### Assignment
Report the number of lines in the data below where the string "filename" shows up, and only that number.

### Dataset records

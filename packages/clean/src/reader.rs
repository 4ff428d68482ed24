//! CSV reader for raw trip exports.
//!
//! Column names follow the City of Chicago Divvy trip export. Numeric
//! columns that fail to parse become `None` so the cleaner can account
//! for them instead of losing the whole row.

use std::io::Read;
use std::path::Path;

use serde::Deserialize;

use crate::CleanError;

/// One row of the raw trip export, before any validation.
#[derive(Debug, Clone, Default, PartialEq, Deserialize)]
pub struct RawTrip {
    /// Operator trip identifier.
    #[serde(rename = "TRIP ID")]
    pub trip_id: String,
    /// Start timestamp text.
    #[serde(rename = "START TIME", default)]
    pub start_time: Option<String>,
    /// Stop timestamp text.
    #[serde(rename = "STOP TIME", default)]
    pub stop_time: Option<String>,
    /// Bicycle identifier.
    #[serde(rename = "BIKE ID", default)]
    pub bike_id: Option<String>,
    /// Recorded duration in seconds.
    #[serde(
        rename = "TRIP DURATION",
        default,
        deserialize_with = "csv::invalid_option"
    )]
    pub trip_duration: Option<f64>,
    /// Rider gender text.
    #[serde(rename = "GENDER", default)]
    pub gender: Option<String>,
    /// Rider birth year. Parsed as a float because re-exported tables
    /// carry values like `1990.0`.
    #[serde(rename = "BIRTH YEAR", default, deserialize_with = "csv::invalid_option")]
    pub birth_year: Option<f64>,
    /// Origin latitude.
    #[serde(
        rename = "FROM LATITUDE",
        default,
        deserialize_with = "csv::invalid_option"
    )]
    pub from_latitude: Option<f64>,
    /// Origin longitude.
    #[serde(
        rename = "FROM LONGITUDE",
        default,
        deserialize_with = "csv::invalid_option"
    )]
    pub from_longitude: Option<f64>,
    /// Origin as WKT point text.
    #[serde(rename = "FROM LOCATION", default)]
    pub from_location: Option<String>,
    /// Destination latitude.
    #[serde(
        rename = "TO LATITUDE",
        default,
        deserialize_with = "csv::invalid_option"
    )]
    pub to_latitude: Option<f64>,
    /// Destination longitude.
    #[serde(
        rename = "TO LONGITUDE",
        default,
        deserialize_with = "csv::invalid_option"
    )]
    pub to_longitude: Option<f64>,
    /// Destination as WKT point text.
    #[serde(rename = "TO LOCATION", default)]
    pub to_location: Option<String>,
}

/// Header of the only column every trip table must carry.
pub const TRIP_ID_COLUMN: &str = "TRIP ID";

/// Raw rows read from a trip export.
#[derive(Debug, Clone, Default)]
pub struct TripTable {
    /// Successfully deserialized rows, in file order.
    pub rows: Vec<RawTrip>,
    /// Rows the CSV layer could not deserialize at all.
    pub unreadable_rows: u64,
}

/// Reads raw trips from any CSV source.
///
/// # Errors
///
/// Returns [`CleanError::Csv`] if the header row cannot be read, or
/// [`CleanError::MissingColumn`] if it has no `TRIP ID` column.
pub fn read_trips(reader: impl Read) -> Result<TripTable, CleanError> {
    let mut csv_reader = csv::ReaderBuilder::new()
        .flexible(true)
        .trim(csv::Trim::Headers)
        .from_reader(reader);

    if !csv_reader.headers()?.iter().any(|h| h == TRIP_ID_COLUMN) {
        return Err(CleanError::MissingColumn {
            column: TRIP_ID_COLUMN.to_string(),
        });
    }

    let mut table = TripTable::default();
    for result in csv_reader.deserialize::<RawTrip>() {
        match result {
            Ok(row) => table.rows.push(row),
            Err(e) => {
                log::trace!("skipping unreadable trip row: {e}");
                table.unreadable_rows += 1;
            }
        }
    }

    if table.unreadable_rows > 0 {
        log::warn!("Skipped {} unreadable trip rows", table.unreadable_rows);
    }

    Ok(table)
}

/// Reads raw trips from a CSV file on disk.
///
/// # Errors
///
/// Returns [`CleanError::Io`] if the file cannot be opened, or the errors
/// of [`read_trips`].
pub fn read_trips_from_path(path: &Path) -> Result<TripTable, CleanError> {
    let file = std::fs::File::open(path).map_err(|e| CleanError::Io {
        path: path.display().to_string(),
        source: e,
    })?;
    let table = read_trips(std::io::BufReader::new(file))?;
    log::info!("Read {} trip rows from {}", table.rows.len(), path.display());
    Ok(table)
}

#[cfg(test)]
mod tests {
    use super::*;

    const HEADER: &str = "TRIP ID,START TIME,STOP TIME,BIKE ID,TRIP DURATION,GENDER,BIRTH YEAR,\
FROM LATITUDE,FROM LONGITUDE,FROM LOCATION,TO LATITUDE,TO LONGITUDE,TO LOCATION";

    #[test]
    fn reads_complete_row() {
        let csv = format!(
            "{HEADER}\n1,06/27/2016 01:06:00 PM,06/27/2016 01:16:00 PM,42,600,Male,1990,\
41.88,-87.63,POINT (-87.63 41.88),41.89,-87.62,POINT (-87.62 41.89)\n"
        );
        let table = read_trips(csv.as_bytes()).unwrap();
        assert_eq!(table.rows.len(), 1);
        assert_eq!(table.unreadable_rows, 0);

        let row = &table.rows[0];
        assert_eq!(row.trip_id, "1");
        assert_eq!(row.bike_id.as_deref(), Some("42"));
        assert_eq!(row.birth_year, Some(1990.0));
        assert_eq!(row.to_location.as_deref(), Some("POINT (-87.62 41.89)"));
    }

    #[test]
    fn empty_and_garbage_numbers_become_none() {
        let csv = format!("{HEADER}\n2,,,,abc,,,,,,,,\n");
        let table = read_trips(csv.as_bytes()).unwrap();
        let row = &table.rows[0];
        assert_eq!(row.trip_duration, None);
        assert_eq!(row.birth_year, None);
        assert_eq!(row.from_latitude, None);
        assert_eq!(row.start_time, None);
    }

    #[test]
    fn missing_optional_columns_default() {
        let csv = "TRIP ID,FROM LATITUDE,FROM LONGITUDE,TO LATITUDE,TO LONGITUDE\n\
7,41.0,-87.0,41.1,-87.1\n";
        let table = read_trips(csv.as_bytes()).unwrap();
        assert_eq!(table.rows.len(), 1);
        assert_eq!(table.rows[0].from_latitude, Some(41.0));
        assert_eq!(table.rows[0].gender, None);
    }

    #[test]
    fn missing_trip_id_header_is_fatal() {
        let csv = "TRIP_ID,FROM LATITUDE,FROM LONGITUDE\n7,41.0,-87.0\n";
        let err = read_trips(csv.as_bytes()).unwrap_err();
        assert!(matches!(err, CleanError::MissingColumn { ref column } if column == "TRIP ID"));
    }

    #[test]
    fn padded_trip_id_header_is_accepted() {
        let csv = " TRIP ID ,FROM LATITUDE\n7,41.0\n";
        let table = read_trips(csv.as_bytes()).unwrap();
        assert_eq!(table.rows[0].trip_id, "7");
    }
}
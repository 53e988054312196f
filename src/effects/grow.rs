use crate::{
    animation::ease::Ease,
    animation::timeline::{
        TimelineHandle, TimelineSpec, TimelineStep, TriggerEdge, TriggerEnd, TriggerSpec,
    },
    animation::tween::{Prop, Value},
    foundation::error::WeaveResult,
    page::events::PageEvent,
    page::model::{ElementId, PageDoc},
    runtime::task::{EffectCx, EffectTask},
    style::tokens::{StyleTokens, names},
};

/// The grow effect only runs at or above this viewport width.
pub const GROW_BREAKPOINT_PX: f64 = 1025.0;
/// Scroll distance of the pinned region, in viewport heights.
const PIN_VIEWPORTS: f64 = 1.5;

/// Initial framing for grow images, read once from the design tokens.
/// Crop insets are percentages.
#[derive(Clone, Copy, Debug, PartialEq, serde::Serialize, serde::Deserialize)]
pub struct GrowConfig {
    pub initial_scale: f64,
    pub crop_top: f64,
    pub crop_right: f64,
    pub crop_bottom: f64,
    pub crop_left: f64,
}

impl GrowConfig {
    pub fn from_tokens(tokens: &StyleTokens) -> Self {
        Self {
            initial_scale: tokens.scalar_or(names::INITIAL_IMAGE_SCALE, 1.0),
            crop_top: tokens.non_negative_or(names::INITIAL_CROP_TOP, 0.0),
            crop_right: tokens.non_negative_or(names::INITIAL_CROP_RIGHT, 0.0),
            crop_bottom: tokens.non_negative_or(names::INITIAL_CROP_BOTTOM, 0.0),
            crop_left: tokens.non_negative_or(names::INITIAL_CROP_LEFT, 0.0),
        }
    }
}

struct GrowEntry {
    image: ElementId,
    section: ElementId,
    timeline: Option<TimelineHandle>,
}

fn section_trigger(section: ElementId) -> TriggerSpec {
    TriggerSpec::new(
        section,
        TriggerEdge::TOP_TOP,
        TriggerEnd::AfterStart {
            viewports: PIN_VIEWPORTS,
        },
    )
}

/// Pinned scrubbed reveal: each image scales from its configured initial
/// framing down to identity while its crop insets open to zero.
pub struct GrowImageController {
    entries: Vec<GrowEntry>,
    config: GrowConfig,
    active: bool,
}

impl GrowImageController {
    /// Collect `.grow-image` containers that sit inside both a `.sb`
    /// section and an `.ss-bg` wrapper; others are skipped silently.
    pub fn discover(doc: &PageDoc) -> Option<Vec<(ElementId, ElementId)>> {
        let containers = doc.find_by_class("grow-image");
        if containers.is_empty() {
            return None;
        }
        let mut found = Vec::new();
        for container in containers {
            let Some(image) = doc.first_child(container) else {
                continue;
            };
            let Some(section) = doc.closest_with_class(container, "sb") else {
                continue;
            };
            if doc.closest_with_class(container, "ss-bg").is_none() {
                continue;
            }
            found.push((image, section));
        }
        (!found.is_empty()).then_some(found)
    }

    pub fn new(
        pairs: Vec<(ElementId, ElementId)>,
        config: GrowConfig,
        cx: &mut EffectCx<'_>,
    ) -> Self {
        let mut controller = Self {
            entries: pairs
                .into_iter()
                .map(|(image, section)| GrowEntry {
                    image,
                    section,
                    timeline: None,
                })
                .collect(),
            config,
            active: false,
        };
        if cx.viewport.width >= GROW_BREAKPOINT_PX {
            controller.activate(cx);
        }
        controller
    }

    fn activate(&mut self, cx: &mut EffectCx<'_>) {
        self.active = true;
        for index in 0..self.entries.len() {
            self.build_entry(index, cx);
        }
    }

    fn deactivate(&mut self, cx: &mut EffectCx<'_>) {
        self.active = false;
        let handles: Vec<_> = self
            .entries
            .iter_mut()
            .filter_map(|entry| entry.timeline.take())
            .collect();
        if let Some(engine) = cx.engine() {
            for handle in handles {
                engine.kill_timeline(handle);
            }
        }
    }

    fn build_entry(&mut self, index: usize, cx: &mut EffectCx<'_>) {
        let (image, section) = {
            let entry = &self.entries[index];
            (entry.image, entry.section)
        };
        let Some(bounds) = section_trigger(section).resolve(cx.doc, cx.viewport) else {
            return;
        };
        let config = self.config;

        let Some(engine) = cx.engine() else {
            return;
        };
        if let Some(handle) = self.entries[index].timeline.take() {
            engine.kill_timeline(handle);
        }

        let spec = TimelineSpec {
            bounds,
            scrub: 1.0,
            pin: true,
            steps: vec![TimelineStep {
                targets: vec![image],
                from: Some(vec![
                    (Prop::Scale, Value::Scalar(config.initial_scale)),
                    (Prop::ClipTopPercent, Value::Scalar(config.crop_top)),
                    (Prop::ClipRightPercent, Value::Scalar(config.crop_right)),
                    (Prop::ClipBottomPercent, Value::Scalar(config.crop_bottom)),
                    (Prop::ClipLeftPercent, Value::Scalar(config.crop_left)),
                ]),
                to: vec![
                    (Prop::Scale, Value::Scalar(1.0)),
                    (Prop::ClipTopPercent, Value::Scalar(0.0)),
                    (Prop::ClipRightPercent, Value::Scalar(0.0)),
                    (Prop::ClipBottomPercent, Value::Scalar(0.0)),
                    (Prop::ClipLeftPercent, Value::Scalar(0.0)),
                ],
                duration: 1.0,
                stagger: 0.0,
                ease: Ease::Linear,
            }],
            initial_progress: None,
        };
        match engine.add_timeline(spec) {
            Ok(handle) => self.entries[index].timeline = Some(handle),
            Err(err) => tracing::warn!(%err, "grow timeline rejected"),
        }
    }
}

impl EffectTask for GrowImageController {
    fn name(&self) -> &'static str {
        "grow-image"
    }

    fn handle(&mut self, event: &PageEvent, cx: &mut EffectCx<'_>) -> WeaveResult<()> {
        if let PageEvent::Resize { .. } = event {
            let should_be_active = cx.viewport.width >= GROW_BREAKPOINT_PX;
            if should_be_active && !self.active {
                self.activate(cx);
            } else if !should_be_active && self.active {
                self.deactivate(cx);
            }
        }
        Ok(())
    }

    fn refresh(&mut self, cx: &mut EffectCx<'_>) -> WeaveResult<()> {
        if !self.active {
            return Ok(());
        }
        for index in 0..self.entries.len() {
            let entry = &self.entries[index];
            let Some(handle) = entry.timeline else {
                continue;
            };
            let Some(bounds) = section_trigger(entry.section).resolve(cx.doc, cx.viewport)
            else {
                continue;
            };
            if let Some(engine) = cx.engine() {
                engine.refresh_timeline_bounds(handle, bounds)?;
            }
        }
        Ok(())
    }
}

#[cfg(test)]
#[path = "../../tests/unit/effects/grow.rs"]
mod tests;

### Response
2